--- Directions for this task ---
Repeat precisely the span of lines below that opens with the line containing "filename core/common/src/error.rs" and closes with the line containing "use thiserror::Error;", both included.

--- Excerpted records ---
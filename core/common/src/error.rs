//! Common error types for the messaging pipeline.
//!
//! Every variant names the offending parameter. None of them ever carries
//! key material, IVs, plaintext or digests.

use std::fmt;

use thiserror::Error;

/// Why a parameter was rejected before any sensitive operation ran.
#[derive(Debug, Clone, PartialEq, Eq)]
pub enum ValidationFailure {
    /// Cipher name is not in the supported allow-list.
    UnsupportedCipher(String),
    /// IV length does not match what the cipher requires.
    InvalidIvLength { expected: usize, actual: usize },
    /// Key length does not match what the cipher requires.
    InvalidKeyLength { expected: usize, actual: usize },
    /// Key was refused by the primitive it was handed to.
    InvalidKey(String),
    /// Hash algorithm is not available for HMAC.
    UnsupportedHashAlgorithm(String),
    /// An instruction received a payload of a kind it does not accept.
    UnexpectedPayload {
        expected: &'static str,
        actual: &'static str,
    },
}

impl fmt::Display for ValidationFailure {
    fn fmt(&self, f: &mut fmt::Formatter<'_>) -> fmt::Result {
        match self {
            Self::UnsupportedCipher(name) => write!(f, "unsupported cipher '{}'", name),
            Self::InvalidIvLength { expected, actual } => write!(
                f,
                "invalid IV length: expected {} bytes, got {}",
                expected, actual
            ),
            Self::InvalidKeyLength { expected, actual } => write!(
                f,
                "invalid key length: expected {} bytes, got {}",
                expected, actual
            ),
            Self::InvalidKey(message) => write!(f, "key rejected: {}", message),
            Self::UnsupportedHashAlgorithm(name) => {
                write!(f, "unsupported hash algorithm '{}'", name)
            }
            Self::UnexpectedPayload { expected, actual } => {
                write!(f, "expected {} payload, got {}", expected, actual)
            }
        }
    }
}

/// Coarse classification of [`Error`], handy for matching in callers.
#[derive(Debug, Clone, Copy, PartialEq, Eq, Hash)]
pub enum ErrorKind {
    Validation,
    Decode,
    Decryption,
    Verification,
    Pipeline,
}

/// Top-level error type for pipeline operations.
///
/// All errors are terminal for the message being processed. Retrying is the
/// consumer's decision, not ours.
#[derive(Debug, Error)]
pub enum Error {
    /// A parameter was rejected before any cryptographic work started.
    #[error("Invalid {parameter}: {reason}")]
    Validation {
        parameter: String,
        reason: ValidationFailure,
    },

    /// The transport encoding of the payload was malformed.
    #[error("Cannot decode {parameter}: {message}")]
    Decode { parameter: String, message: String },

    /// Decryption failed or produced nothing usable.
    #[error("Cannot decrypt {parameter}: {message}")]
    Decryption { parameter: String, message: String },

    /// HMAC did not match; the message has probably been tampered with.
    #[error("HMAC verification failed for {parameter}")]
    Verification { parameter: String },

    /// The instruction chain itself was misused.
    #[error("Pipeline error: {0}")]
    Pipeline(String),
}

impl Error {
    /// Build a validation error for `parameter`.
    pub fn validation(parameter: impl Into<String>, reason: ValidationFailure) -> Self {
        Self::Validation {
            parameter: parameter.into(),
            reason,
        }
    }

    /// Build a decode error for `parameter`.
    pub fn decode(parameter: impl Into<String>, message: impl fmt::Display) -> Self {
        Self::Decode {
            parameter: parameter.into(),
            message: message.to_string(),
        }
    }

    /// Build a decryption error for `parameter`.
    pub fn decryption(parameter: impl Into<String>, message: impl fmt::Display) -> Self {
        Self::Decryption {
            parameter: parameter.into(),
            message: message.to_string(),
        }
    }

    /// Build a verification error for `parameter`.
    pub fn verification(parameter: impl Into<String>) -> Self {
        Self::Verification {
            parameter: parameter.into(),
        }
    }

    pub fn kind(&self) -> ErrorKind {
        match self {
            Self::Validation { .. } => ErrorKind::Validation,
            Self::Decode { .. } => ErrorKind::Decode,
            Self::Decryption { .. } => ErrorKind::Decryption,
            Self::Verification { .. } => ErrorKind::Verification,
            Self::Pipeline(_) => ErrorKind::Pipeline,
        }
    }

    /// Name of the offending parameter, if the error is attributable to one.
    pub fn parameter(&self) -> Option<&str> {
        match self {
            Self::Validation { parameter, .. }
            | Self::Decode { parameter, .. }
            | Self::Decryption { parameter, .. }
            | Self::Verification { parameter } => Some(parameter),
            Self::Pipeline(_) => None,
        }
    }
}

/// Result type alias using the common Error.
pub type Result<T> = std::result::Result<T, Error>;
==
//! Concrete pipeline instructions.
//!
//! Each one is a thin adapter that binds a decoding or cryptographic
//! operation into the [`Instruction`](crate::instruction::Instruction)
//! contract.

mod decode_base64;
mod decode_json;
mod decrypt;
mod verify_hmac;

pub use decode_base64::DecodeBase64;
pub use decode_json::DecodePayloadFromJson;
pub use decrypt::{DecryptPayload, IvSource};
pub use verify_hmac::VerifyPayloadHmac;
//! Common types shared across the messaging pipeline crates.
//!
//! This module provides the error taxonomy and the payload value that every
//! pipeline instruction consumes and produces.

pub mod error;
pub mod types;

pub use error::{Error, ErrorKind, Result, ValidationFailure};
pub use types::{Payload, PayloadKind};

--- Solved problem ---
filename core/common/src/error.rs
//! Common error types for the messaging pipeline.
//!
//! Every variant names the offending parameter. None of them ever carries
//! key material, IVs, plaintext or digests.

use std::fmt;

use thiserror::Error;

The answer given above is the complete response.